Klod-Kiavué crédit : Ph. Virapin

SYNCOPE n °10 mars 2005

Echange avec le tanbouyé Klod Kiavué et le saxophoniste David Murray autour de la rencontre Jazz et Gwoka.

Dans quelles circonstances avez-vous rencontré David Murray ?

Klod Kiavué : Nous étions tous les deux en résidence au festival Banlieues Bleues de 1995. J’intervenais sur les chants et les rythmes du Gwoka et David Murray, lui sur le Gospel. A la fin du festival, nous avons eu un échange et il a eu une surprise en découvrant le Gwoka.

Qu’est-ce qui vous a attiré vers le Gwoka ?

David Murray : Les tambours ! Oui, les tanbou. Ils ressemblent à ceux d’Afrique mais ils ne sont pas tout à fait pareils et c’est cette différence que j’aime. Quand j’ai commencé à comprendre cette musique et à connaître son histoire, notamment grâce à Gérard Lockel (1), elle m’a vraiment intéressée. Klòd Kiuavé m’a aidé à comprendre les rythmes et comment ils fonctionnaient ensemble. De la même manière, je l’ai aidé à comprendre la batterie Jazz.

Avant de jouer avec David Murray, quel intérêt portiez-vous au Jazz ?

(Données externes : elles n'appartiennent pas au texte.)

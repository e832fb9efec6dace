// Copyright (c) 2025 Felix Kahle.
//
// Permission is hereby granted, free of charge, to any person obtaining
// a copy of this software and associated documentation files (the
// "Software"), to deal in the Software without restriction, including
// without limitation the rights to use, copy, modify, merge, publish,
// distribute, sublicense, and/or sell copies of the Software, and to
// permit persons to whom the Software is furnished to do so, subject to
// the following conditions:
//
// The above copyright notice and this permission notice shall be
// included in all copies or substantial portions of the Software.
//
// THE SOFTWARE IS PROVIDED "AS IS", WITHOUT WARRANTY OF ANY KIND,
// EXPRESS OR IMPLIED, INCLUDING BUT NOT LIMITED TO THE WARRANTIES OF
// MERCHANTABILITY, FITNESS FOR A PARTICULAR PURPOSE AND
// NONINFRINGEMENT. IN NO EVENT SHALL THE AUTHORS OR COPYRIGHT HOLDERS BE
// LIABLE FOR ANY CLAIM, DAMAGES OR OTHER LIABILITY, WHETHER IN AN ACTION
// OF CONTRACT, TORT OR OTHERWISE, ARISING FROM, OUT OF OR IN CONNECTION
// WITH THE SOFTWARE OR THE USE OR OTHER DEALINGS IN THE SOFTWARE.

//! Splits the request batch into the directional views the two solver
//! phases consume. Every target floor lands in exactly one view: above the
//! origin it belongs to the upward sweep, below it to the downward queue.

use crate::problem::prob::Problem;
use lift_plan_core::prelude::FloorPoint;
use std::cmp::Reverse;

/// The upward share of one origin floor's demand.
///
/// One group exists per request even when no target lies above the origin:
/// the sweep still has to pass through the origin itself, so every origin
/// contributes to the peak the upward lift is forced to reach.
#[derive(Debug, Clone, PartialEq, Eq, Hash)]
pub struct UpwardGroup<T> {
    origin: FloorPoint<T>,
    targets: Vec<FloorPoint<T>>,
}

impl<T: Copy + Ord> UpwardGroup<T> {
    #[inline]
    pub fn new(origin: FloorPoint<T>, targets: Vec<FloorPoint<T>>) -> Self {
        debug_assert!(targets.iter().all(|&t| t > origin));
        Self { origin, targets }
    }

    #[inline]
    pub fn origin(&self) -> FloorPoint<T> {
        self.origin
    }

    #[inline]
    pub fn targets(&self) -> &[FloorPoint<T>] {
        &self.targets
    }

    #[inline]
    pub fn has_targets(&self) -> bool {
        !self.targets.is_empty()
    }

    /// Highest floor this group forces the sweep through.
    #[inline]
    pub fn peak(&self) -> FloorPoint<T> {
        self.targets
            .iter()
            .copied()
            .max()
            .map_or(self.origin, |t| t.max(self.origin))
    }
}

/// The downward share of one origin floor's demand. Never empty.
///
/// Targets are kept sorted ascending, so the first one is the lowest
/// destination the serving lift has to descend to.
#[derive(Debug, Clone, PartialEq, Eq, Hash)]
pub struct DownwardGroup<T> {
    origin: FloorPoint<T>,
    targets: Vec<FloorPoint<T>>,
}

impl<T: Copy + Ord> DownwardGroup<T> {
    /// Returns `None` when no target lies below the origin.
    #[inline]
    pub fn new(origin: FloorPoint<T>, mut targets: Vec<FloorPoint<T>>) -> Option<Self> {
        debug_assert!(targets.iter().all(|&t| t < origin));
        if targets.is_empty() {
            return None;
        }
        targets.sort_unstable();
        Some(Self { origin, targets })
    }

    #[inline]
    pub fn origin(&self) -> FloorPoint<T> {
        self.origin
    }

    #[inline]
    pub fn targets(&self) -> &[FloorPoint<T>] {
        &self.targets
    }

    /// Lowest destination of the group.
    #[inline]
    pub fn lowest_target(&self) -> FloorPoint<T> {
        // Targets are non-empty and sorted ascending by construction.
        self.targets[0]
    }
}

/// All non-empty downward groups, ordered by origin floor descending.
///
/// The allocator's break-even rule assumes the frontier only ever moves
/// down, which holds exactly because groups are visited highest origin
/// first. The queue is sorted once here and never re-sorted.
#[repr(transparent)]
#[derive(Debug, Clone, PartialEq, Eq)]
pub struct DownwardQueue<T>(Vec<DownwardGroup<T>>);

impl<T: Copy + Ord> DownwardQueue<T> {
    #[inline]
    pub fn new(mut groups: Vec<DownwardGroup<T>>) -> Self {
        groups.sort_by_key(|g| Reverse(g.origin()));
        Self(groups)
    }

    #[inline]
    pub fn len(&self) -> usize {
        self.0.len()
    }

    #[inline]
    pub fn is_empty(&self) -> bool {
        self.0.is_empty()
    }

    #[inline]
    pub fn iter(&self) -> impl Iterator<Item = &DownwardGroup<T>> {
        self.0.iter()
    }

    #[inline]
    pub fn as_slice(&self) -> &[DownwardGroup<T>] {
        &self.0
    }
}

/// Splits the batch into the upward view and the downward queue.
pub fn partition<T: Copy + Ord>(problem: &Problem<T>) -> (Vec<UpwardGroup<T>>, DownwardQueue<T>)
where
    T: num_traits::Zero,
{
    let mut upward = Vec::with_capacity(problem.request_count());
    let mut downward = Vec::new();

    for r in problem.iter_requests() {
        upward.push(UpwardGroup::new(
            r.origin(),
            r.iter_upward_targets().collect(),
        ));
        if let Some(g) = DownwardGroup::new(r.origin(), r.iter_downward_targets().collect()) {
            downward.push(g);
        }
    }

    (upward, DownwardQueue::new(downward))
}

#[cfg(test)]
mod tests {
    use super::*;
    use crate::problem::{builder::ProblemBuilder, req::FloorRequest};

    #[inline]
    fn fp(v: i64) -> FloorPoint<i64> {
        FloorPoint::new(v)
    }

    fn req(origin: i64, targets: &[i64]) -> FloorRequest<i64> {
        FloorRequest::new(fp(origin), targets.iter().copied().map(fp).collect())
            .expect("valid request")
    }

    fn problem(floors: i64, requests: &[(i64, &[i64])]) -> Problem<i64> {
        ProblemBuilder::new()
            .with_floors(fp(floors))
            .with_fleet_size(4)
            .with_requests(requests.iter().map(|(o, ts)| req(*o, ts)))
            .build()
            .expect("valid problem")
    }

    #[test]
    fn test_every_target_classified_exactly_once() {
        let p = problem(10, &[(3, &[1, 5, 0, 7])]);
        let (up, down) = partition(&p);

        assert_eq!(up.len(), 1);
        assert_eq!(up[0].targets(), &[fp(5), fp(7)]);

        assert_eq!(down.len(), 1);
        let g = &down.as_slice()[0];
        assert_eq!(g.targets(), &[fp(0), fp(1)]);
        assert_eq!(g.lowest_target(), fp(0));
    }

    #[test]
    fn test_downward_only_floor_still_yields_an_upward_group() {
        let p = problem(10, &[(4, &[1])]);
        let (up, down) = partition(&p);

        assert_eq!(up.len(), 1);
        assert!(!up[0].has_targets());
        assert_eq!(up[0].peak(), fp(4));
        assert_eq!(down.len(), 1);
    }

    #[test]
    fn test_upward_only_floor_yields_no_downward_group() {
        let p = problem(10, &[(2, &[8, 9])]);
        let (up, down) = partition(&p);

        assert_eq!(up[0].peak(), fp(9));
        assert!(down.is_empty());
    }

    #[test]
    fn test_queue_sorted_by_origin_descending() {
        let p = problem(20, &[(3, &[1]), (15, &[2]), (9, &[0])]);
        let (_, down) = partition(&p);
        let origins: Vec<_> = down.iter().map(|g| g.origin()).collect();
        assert_eq!(origins, vec![fp(15), fp(9), fp(3)]);
    }

    #[test]
    fn test_downward_targets_sorted_ascending() {
        let g = DownwardGroup::new(fp(9), vec![fp(4), fp(1), fp(7)]).expect("non-empty");
        assert_eq!(g.targets(), &[fp(1), fp(4), fp(7)]);
        assert_eq!(g.lowest_target(), fp(1));
    }

    #[test]
    fn test_empty_downward_group_is_none() {
        assert_eq!(DownwardGroup::<i64>::new(fp(3), vec![]), None);
    }

    #[test]
    fn test_peak_over_origin_and_targets() {
        let g = UpwardGroup::new(fp(3), vec![fp(5), fp(4)]);
        assert_eq!(g.peak(), fp(5));
        let g = UpwardGroup::new(fp(6), vec![]);
        assert_eq!(g.peak(), fp(6));
    }
}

Klod Kiavué : Je n’ai jamais conçu de cloisonnement entre les musiques. Mon père écoutait toutes sortes de musiques : Jazz, Blues, chanson française, Gwoka. Cela a forgé mon éducation musicale. En Guadeloupe, je jouais dans des groupes de tambours et pour moi, c’était une musique comme les autres. Je savais qu’en tant que tanbouyé, je pouvais communiquer avec des musiciens d’ailleurs. Cela m’a paru encore plus naturel avec Murray : Africains-Américains et Caribéens sommes proches, en dépit du fait que nous avons été colonisés par des pays différents.

Comment se traduit musicalement cette rencontre du Jazz et du Gwoka ?

Klod Kiavué : Au départ, il y a la musique,  » mizik se mizik « , notre langage commun… David Murray est venu en Guadeloupe, il s’est imprégné du pays et on a beaucoup discuté. Il a écrit des thèmes à partir de sa perception du Gwoka, sur lesquels il m’a demandé de poser des rythmes. J’ai aussi proposé les miens, afin de lui montrer ce que je voulais exprimer en tant que Guadeloupéen. Sur  » Créole Project  » (1998), le 1er album que nous avons réalisé ensemble, il y a des pièces qui sont des improvisations de Gérard Lockel et David Murray. Avant d’entrer en studio, ils ont discuté de leur philosophie personnelle, de ce qui les intéresse musicalement, et ensuite ils ont enregistré. Sur le suivant,  » Yonn-Dé  » (2002), Guy Konkèt chante. Donc la musique était organisée autour de lui, avec ses arrangements et ceux de Murray.  » Gwotèt « , notre dernier-né, est le fruit d’une véritable ouverture. J’estime que mes propres compositions ne sont pas totalement du Gwoka et que celles de Murray sont, elles aussi, ouvertes. Je les définirais comme étant de la  » mizik a Nèg « , oui, c’est comme cela que nous aimons l’appeler, une musique universelle des peuples noirs.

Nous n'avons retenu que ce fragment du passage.